┏━━

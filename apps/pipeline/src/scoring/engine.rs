//! Scorer Engine — named, swappable strategies for producing a validated
//! fit assessment from the same scorer-input envelope.
//!
//! Each engine binds a name to a prompt template and a fixed required-key
//! contract. Model output is parsed then validated; one strict-JSON retry is
//! allowed on schema violation, after which the record fails hard. All
//! normalization (score clamping, action mapping, confidence coercion) is
//! deterministic and lives here, not at call sites.

use std::path::Path;

use serde::Serialize;
use serde_json::{Map, Value};
use sha2::{Digest, Sha256};
use thiserror::Error;
use tracing::{info, warn};

use crate::errors::PipelineError;
use crate::llm_client::{parse_loose_json, CompletionClient, LlmError};
use crate::scoring::flags::JdFlags;
use crate::scoring::prompts::{JOB_SCORER_PROMPT_V1, STRICT_JSON_RETRY_INSTRUCTION};
use crate::scoring::structurer::{string_list, JobFields};

/// Contractual default when the model omits or mangles the fit score.
pub const DEFAULT_FIT_SCORE: u8 = 3;

/// Alias resolution for the fit score field, in probe order. One explicit
/// table instead of ad hoc key probing at call sites.
const FIT_SCORE_ALIASES: [&str; 4] = ["fit_score", "score", "FitScore", "fitScore"];

/// Every engine must return all of these keys or the response is rejected.
const REQUIRED_KEYS: [&str; 10] = [
    "fit_score",
    "next_action",
    "fit_reasons",
    "gaps_risks",
    "non_obvious_matches",
    "keywords_to_tailor_resume",
    "questions_to_verify",
    "confidence",
    "needs_human_input",
    "debug",
];

const SCORER_MAX_TOKENS: u32 = 1000;
const PRECISION_PROMPT_FILE: &str = "job_scorer_precision_v1.txt";

#[derive(Debug, Error)]
pub enum EngineFailure {
    #[error(transparent)]
    Llm(#[from] LlmError),

    #[error("invalid model output from engine {engine}")]
    InvalidModelOutput { engine: &'static str },

    #[error("failed to serialize scorer input: {0}")]
    Serialize(#[from] serde_json::Error),
}

/// Engine identity. Unknown names are a hard configuration error at startup.
#[derive(Debug, Clone, Copy, PartialEq, Eq)]
pub enum EngineKind {
    /// Default heuristic prompt engine (embedded template).
    V1,
    /// Higher-fidelity engine with explicit hard-gate signaling
    /// (template loaded from the prompts directory).
    PrecisionV1,
}

impl EngineKind {
    pub const PREFERRED: EngineKind = EngineKind::PrecisionV1;

    pub fn name(self) -> &'static str {
        match self {
            EngineKind::V1 => "v1",
            EngineKind::PrecisionV1 => "precision_v1",
        }
    }

    pub fn parse(s: &str) -> Result<Self, PipelineError> {
        match s.trim() {
            "v1" => Ok(EngineKind::V1),
            "precision_v1" => Ok(EngineKind::PrecisionV1),
            other => Err(PipelineError::Config(format!(
                "Unknown scorer engine: {other}"
            ))),
        }
    }

    /// Whether this engine's debug payload carries explicit hard-gate fields.
    pub fn has_explicit_gates(self) -> bool {
        matches!(self, EngineKind::PrecisionV1)
    }
}

/// Canonical next action. Any other token from the model is replaced by the
/// deterministic fit-score mapping.
#[derive(Debug, Clone, Copy, PartialEq, Eq, Serialize)]
pub enum NextAction {
    #[serde(rename = "Apply Now")]
    ApplyNow,
    Apply,
    #[serde(rename = "Network First")]
    NetworkFirst,
    Skip,
}

impl NextAction {
    pub fn as_str(self) -> &'static str {
        match self {
            NextAction::ApplyNow => "Apply Now",
            NextAction::Apply => "Apply",
            NextAction::NetworkFirst => "Network First",
            NextAction::Skip => "Skip",
        }
    }

    /// Exact match against the four canonical literals.
    pub fn parse(raw: &str) -> Option<Self> {
        match raw.trim() {
            "Apply Now" => Some(NextAction::ApplyNow),
            "Apply" => Some(NextAction::Apply),
            "Network First" => Some(NextAction::NetworkFirst),
            "Skip" => Some(NextAction::Skip),
            _ => None,
        }
    }

    /// The single canonical fit-score mapping. Gate-driven Skip overrides are
    /// an arbitration rule, never folded in here.
    pub fn from_fit_score(fit_score: u8) -> Self {
        match fit_score {
            5 => NextAction::ApplyNow,
            4 => NextAction::Apply,
            3 | 2 => NextAction::NetworkFirst,
            _ => NextAction::Skip,
        }
    }
}

/// Model self-assessed confidence, coerced to [0, 1] or the unknown sentinel.
#[derive(Debug, Clone, Copy, PartialEq)]
pub enum Confidence {
    Known(f64),
    Unknown,
}

impl Confidence {
    pub fn label(self) -> String {
        match self {
            Confidence::Known(v) => format!("{v:.2}"),
            Confidence::Unknown => "unknown".to_string(),
        }
    }
}

// ────────────────────────────────────────────────────────────────────────────
// Scorer-input envelope
// ────────────────────────────────────────────────────────────────────────────

/// Job-side view assembled from structured fields, flags, and cleaned text.
#[derive(Debug, Clone, Serialize)]
pub struct JobProfile {
    pub title: String,
    pub company: String,
    pub location: String,
    pub employment_type: String,
    pub role_family_guess: String,
    pub responsibilities: Vec<String>,
    pub required_qualifications: Vec<String>,
    pub preferred_qualifications: Vec<String>,
    pub tech_stack: Vec<String>,
    pub industry: String,
    pub flags: JdFlags,
    pub raw_text: String,
}

#[derive(Debug, Clone, Serialize)]
pub struct CandidateEnvelope {
    pub candidate_profile: Value,
}

#[derive(Debug, Clone, Serialize)]
pub struct JobEnvelope {
    pub job_profile: JobProfile,
    pub job_json: JobFields,
}

#[derive(Debug, Clone, Serialize)]
pub struct RuntimeParams {
    pub creativity_dial: f64,
    pub model: String,
    pub temperature: f64,
    pub run_id: String,
}

/// The full envelope appended to every engine's prompt.
#[derive(Debug, Clone, Serialize)]
pub struct ScorerInput {
    pub candidate: CandidateEnvelope,
    pub job: JobEnvelope,
    pub runtime: RuntimeParams,
}

// ────────────────────────────────────────────────────────────────────────────
// Result
// ────────────────────────────────────────────────────────────────────────────

/// Validated, normalized result of one engine invocation. `raw` preserves the
/// full model output (including the debug sub-object) for audit/arbitration.
#[derive(Debug, Clone)]
pub struct ScoringResult {
    pub engine: EngineKind,
    pub fit_score: u8,
    pub next_action: NextAction,
    pub fit_reasons: Vec<String>,
    pub gaps_risks: Vec<String>,
    pub needs_human_input: Vec<String>,
    pub confidence: Confidence,
    pub raw: Value,
}

// ────────────────────────────────────────────────────────────────────────────
// Engine
// ────────────────────────────────────────────────────────────────────────────

/// A scorer engine: a name bound to a prompt template.
#[derive(Debug)]
pub struct ScorerEngine {
    kind: EngineKind,
    template: String,
}

impl ScorerEngine {
    /// Binds the engine's template. The precision engine loads its template
    /// from the prompts directory; a missing or unreadable file is a hard
    /// configuration error.
    pub fn load(kind: EngineKind, prompt_dir: &Path) -> Result<Self, PipelineError> {
        let template = match kind {
            EngineKind::V1 => JOB_SCORER_PROMPT_V1.to_string(),
            EngineKind::PrecisionV1 => {
                let path = prompt_dir.join(PRECISION_PROMPT_FILE);
                std::fs::read_to_string(&path).map_err(|e| {
                    PipelineError::Config(format!(
                        "PROMPT_FILE_MISSING engine={} path={} error={e}",
                        kind.name(),
                        path.display()
                    ))
                })?
            }
        };
        Ok(Self { kind, template })
    }

    pub fn kind(&self) -> EngineKind {
        self.kind
    }

    /// SHA-256 of the template, first 16 hex chars. Logged at run start and
    /// embedded in the comparison artifact.
    pub fn prompt_hash(&self) -> String {
        let digest = Sha256::digest(self.template.as_bytes());
        let hex: String = digest.iter().map(|b| format!("{b:02x}")).collect();
        hex[..16].to_string()
    }

    /// Invokes the engine once, with exactly one strict-JSON retry on an
    /// unparsable or key-incomplete response. No third attempt.
    pub async fn run(
        &self,
        llm: &dyn CompletionClient,
        input: &ScorerInput,
    ) -> Result<ScoringResult, EngineFailure> {
        let envelope = serde_json::to_string(input)?;
        let full_prompt = format!("{}\n\nINPUT_JSON:\n{}", self.template, envelope);

        let text = llm
            .complete(
                &input.runtime.model,
                &full_prompt,
                SCORER_MAX_TOKENS,
                input.runtime.temperature,
            )
            .await?;
        let mut parsed = parse_loose_json(&text).filter(has_required_keys);

        if parsed.is_none() {
            let retry_prompt = format!("{full_prompt}{STRICT_JSON_RETRY_INSTRUCTION}");
            let text = llm
                .complete(
                    &input.runtime.model,
                    &retry_prompt,
                    SCORER_MAX_TOKENS,
                    input.runtime.temperature,
                )
                .await?;
            parsed = parse_loose_json(&text).filter(has_required_keys);
        }

        let Some(raw) = parsed else {
            warn!("FAIL_BAD_MODEL_OUTPUT engine={}", self.kind.name());
            return Err(EngineFailure::InvalidModelOutput {
                engine: self.kind.name(),
            });
        };

        Ok(normalize_result(self.kind, raw))
    }
}

fn has_required_keys(value: &Value) -> bool {
    match value.as_object() {
        Some(obj) => REQUIRED_KEYS.iter().all(|k| obj.contains_key(*k)),
        None => false,
    }
}

/// Applies the full normalization contract to a schema-valid raw response.
fn normalize_result(kind: EngineKind, raw: Value) -> ScoringResult {
    let empty = Map::new();
    let obj = raw.as_object().unwrap_or(&empty);

    let fit_score = resolve_fit_score(obj);
    let next_action = validate_next_action(obj.get("next_action"), fit_score);
    let confidence = normalize_confidence(obj.get("confidence"));

    let result = ScoringResult {
        engine: kind,
        fit_score,
        next_action,
        fit_reasons: string_list(obj.get("fit_reasons")),
        gaps_risks: string_list(obj.get("gaps_risks")),
        needs_human_input: string_list(obj.get("needs_human_input")),
        confidence,
        raw: raw.clone(),
    };

    info!(
        "SCORER_RESULT engine={} fit={} action={} conf={}",
        kind.name(),
        result.fit_score,
        result.next_action.as_str(),
        result.confidence.label()
    );

    result
}

/// Resolves the fit score through the alias table and clamps it to [1, 5].
/// Non-numeric or absent input yields the contractual default (3).
pub fn resolve_fit_score(obj: &Map<String, Value>) -> u8 {
    let raw = FIT_SCORE_ALIASES
        .iter()
        .find_map(|k| obj.get(*k).filter(|v| !v.is_null()));

    let score = match raw {
        Some(Value::Number(n)) => n
            .as_i64()
            .or_else(|| n.as_f64().map(|f| f.trunc() as i64))
            .unwrap_or(i64::from(DEFAULT_FIT_SCORE)),
        Some(Value::String(s)) => s
            .trim()
            .parse::<i64>()
            .unwrap_or(i64::from(DEFAULT_FIT_SCORE)),
        _ => i64::from(DEFAULT_FIT_SCORE),
    };

    score.clamp(1, 5) as u8
}

/// Validates the model's next action against the canonical set, substituting
/// the deterministic fit-score mapping on any other token.
pub fn validate_next_action(raw: Option<&Value>, fit_score: u8) -> NextAction {
    raw.and_then(Value::as_str)
        .and_then(NextAction::parse)
        .unwrap_or_else(|| NextAction::from_fit_score(fit_score))
}

/// Coerces confidence to a float in [0, 1], or Unknown when not parseable.
pub fn normalize_confidence(raw: Option<&Value>) -> Confidence {
    let value = match raw {
        Some(Value::Number(n)) => n.as_f64(),
        Some(Value::String(s)) => s.trim().parse::<f64>().ok(),
        _ => None,
    };

    match value {
        Some(v) if v.is_finite() => Confidence::Known(v.clamp(0.0, 1.0)),
        _ => Confidence::Unknown,
    }
}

┗━━

Required work: Using the material above, transcribe exactly the lines from the line with "replaced by the" to the line with "pub fn as_str(self)"; both count, and nothing else goes in.

Answer section:
/// Canonical next action. Any other token from the model is replaced by the
/// deterministic fit-score mapping.
#[derive(Debug, Clone, Copy, PartialEq, Eq, Serialize)]
pub enum NextAction {
    #[serde(rename = "Apply Now")]
    ApplyNow,
    Apply,
    #[serde(rename = "Network First")]
    NetworkFirst,
    Skip,
}

impl NextAction {
    pub fn as_str(self) -> &'static str {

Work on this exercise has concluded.